Personal information
- Born: January 14, 1980 (age 46) Washington, D.C., U.S.
- Listed height: 6 ft 5 in (1.96 m)
- Listed weight: 250 lb (113 kg)

Career information
- Position: Quarterback (No. 7, 4)
- High school: H.D. Woodson (Washington, D.C.)
- College: Marshall (1998–2002)
- NFL draft: 2003: 1st round, 7th overall pick

Career history

Playing
- Jacksonville Jaguars (2003–2006); Atlanta Falcons (2007); Pittsburgh Steelers (2008); Tampa Bay Buccaneers (2009); Pittsburgh Steelers (2010–2012);

Coaching
- Arizona Cardinals (2016) Coaching intern; Arizona Cardinals (2017–2018) Quarterbacks coach; Arizona Cardinals (2018) Interim offensive coordinator; Tampa Bay Buccaneers (2019–2022) Offensive coordinator; Colorado (2025–present) Assistant coach;

Awards and highlights
- As player Super Bowl champion (XLIII); PFWA All-Rookie Team (2003); 2× MAC Most Valuable Player (2001, 2002); 2× MAC Offensive Player of the Year (2001, 2002); 2× First-team All-MAC (2001, 2002); As coach Super Bowl champion (LV);

Career NFL statistics
- Passing attempts: 1,605
- Passing completions: 930
- Completion percentage: 57.9%
- TD–INT: 58–42
- Passing yards: 10,532
- Passer rating: 78.9
- Rushing yards: 415
- Rushing touchdowns: 10
- Stats at Pro Football Reference
- Coaching profile at Pro Football Reference

= Byron Leftwich =

American football coach and former player (born 1980)

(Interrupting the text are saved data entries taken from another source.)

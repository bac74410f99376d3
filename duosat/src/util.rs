pub type BuildHasher = std::hash::BuildHasherDefault<rustc_hash::FxHasher>;

pub type IndexSet<V> = indexmap::IndexSet<V, BuildHasher>;
pub type IndexMap<K, V> = indexmap::IndexMap<K, V, BuildHasher>;

pub type HashSet<V> = rustc_hash::FxHashSet<V>;
pub type HashMap<K, V> = rustc_hash::FxHashMap<K, V>;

Byron Antron Leftwich (born January 14, 1980) is an American football coach and former quarterback who played in the National Football League (NFL) for 10 seasons. He played college football for the Marshall Thundering Herd, winning MAC Most Valuable Player twice between 2001 and 2002. Leftwich was selected seventh overall in the 2003 NFL draft by the Jacksonville Jaguars, where he held a starting role during his first four seasons. He spent the remainder of his career as a backup for the Atlanta Falcons, Pittsburgh Steelers, and Tampa Bay Buccaneers and was a member of the Steelers team that won Super Bowl XLIII.

Following his retirement, Leftwich began a coaching career in 2016 under Bruce Arians with the Arizona Cardinals. He rejoined Arians as the offensive coordinator of the Buccaneers, a position he held from 2019 to 2022, and helped the team win Super Bowl LV. Leftwich was named an assistant coach for the Colorado Buffaloes in 2025.

==Early life==
Leftwich attended Howard D. Woodson High School in Washington, DC, and was a letterman in football, basketball, and baseball. He garnered an honorable mention on The Washington Posts All-Met football team in 1997 as a senior. Leftwich was also first-team All-DCIAA East in basketball his senior year.

==College career==
Leftwich starred at Marshall University in Huntington, West Virginia. He was the MVP of the 2000 Motor City Bowl. Leftwich gained recognition after quarterbacking a 64–61 overtime victory over East Carolina in the 2001 GMAC Bowl, in which he competed against future teammate David Garrard. He is also remembered for being carried by linemen Steve Sciullo and Steve Perretta after breaking his shin, specifically the left tibia, and returning to the game, taking Marshall down the field on multiple series as he rallied his team to a 17-point comeback against Akron in November 2002, although Marshall still lost 34–20.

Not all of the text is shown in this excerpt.